Viejos y viejas que no pueden caminar a solos, familias jovenes con niños brincando en sus regazos, y cientos más personas de diferentes raíces, fondos y religiones llenarón al parque de Civic Center en Denver el miercoles para convertirse en cuidadanos de los Estados Unidos.
El muchedumbre de 600 adultos de 90 naciones oyeron al juez de inmigración James Patrick Vandello dar énfasis en la tradición de inmigración de este país, y entonces levantaron con sus manos derechas en el aire y juramentaron a los Estados Unidos.

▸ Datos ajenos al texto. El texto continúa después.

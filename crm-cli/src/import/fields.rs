//! Target fields of the client ("cliente") record
//!
//! The server is authoritative on which fields a column may map to (it sends
//! them as `all_db_columns` in the check response). This list only provides
//! human labels for the fields the CRM is known to have, plus the loose
//! header matching used by the offline preview.

use std::borrow::Cow;

/// Known target fields as (db column, label)
pub const KNOWN_FIELDS: &[(&str, &str)] = &[
    ("ragione_sociale", "Ragione sociale"),
    ("p_iva", "Partita IVA"),
    ("email", "Email"),
    ("telefono", "Telefono"),
    ("tipologia", "Tipologia"),
    ("indirizzo", "Indirizzo"),
    ("cap", "CAP"),
    ("citta", "Città"),
    ("provincia", "Provincia"),
    ("regione", "Regione"),
];

/// Human label for a target field; unknown fields display their raw name
pub fn field_label(db_column: &str) -> Cow<'static, str> {
    KNOWN_FIELDS
        .iter()
        .find(|(name, _)| *name == db_column)
        .map(|(_, label)| Cow::Borrowed(*label))
        .unwrap_or_else(|| Cow::Owned(db_column.to_string()))
}

/// "Label (db_column)", or just the name when there is no label
pub fn field_display(db_column: &str) -> String {
    let label = field_label(db_column);
    if label == db_column {
        db_column.to_string()
    } else {
        format!("{} ({})", label, db_column)
    }
}

/// Normalize a header or field name for loose comparison:
/// lowercase, accents folded, anything non-alphanumeric dropped
pub fn normalize_header(s: &str) -> String {
    s.chars()
        .flat_map(|c| c.to_lowercase())
        .map(fold_accent)
        .filter(|c| c.is_ascii_alphanumeric())
        .collect()
}

fn fold_accent(c: char) -> char {
    match c {
        'à' | 'á' | 'â' | 'ä' => 'a',
        'è' | 'é' | 'ê' | 'ë' => 'e',
        'ì' | 'í' | 'î' | 'ï' => 'i',
        'ò' | 'ó' | 'ô' | 'ö' => 'o',
        'ù' | 'ú' | 'û' | 'ü' => 'u',
        other => other,
    }
}

/// Guess the known field a spreadsheet header refers to.
///
/// Only exact matches after normalization count ("Ragione Sociale",
/// "ragione_sociale", "P.IVA" style variants). Anything fuzzier is left to
/// the server.
pub fn guess_known_field(header: &str) -> Option<&'static str> {
    let normalized = normalize_header(header);
    if normalized.is_empty() {
        return None;
    }

    KNOWN_FIELDS
        .iter()
        .find(|(name, label)| {
            normalize_header(name) == normalized || normalize_header(label) == normalized
        })
        .map(|(name, _)| *name)
        .or_else(|| match normalized.as_str() {
            "piva" | "partitaiva" | "vat" => Some("p_iva"),
            "tel" | "phone" | "cellulare" => Some("telefono"),
            "comune" | "city" => Some("citta"),
            _ => None,
        })
}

Cuando Vandello terminó el juramento diciendo, “Son ciudadanos”, un aplauso fuerte arrojó de los nuevos Norteamericanos, juntos con sus familiares, sus amigos y los espectadores quienes llenaron el Greek Theatre del parque hasta la capacidad.
Aunque muchos de los nuevos ciudadanos han sido viviendo en los Estados Unidos por años, la ceremonia de naturalización de miercoles señaló una transición profunda a la vida norteamericana.
“Estoy tan orgullosa de ser norteamericana ahora”, dijo Sung Park, de 63 años, quien ha vivido en los Estados Unidos por 35 años después de inmigrar del Corea del Sur. “Ahora puedo votar e ir a donde quiero yo”.
Mientras Sam Bhattari, quien inmigró de Nepal hace 20 años, estuvo en acecho de registrar a votar, su hijo de 5 meses agarró una bandera chica de los Estados Unidos.
“No puedo decirle tanto especial es este dia a mi y a mi familia”, dijo Bhattari.
El alcalde de Denver John Hickenlooper entregó la apertura de la ceremonia y le dió énfasis en que los Estados Unidos es un país de inmigrantes quienes comparten el objetivo común de buscar una vida mejor.
“A llegar a ser ciudadanos de los Estados Unidos, se han juntado una comunidad diversa de fondos diferentes, acentos diferentes, y opiniones diferentes, pero un amor unido de nuestro país y un compromiso a los ideales de la justicia, la cortesía, la igualdad y la democracia”, él dijo.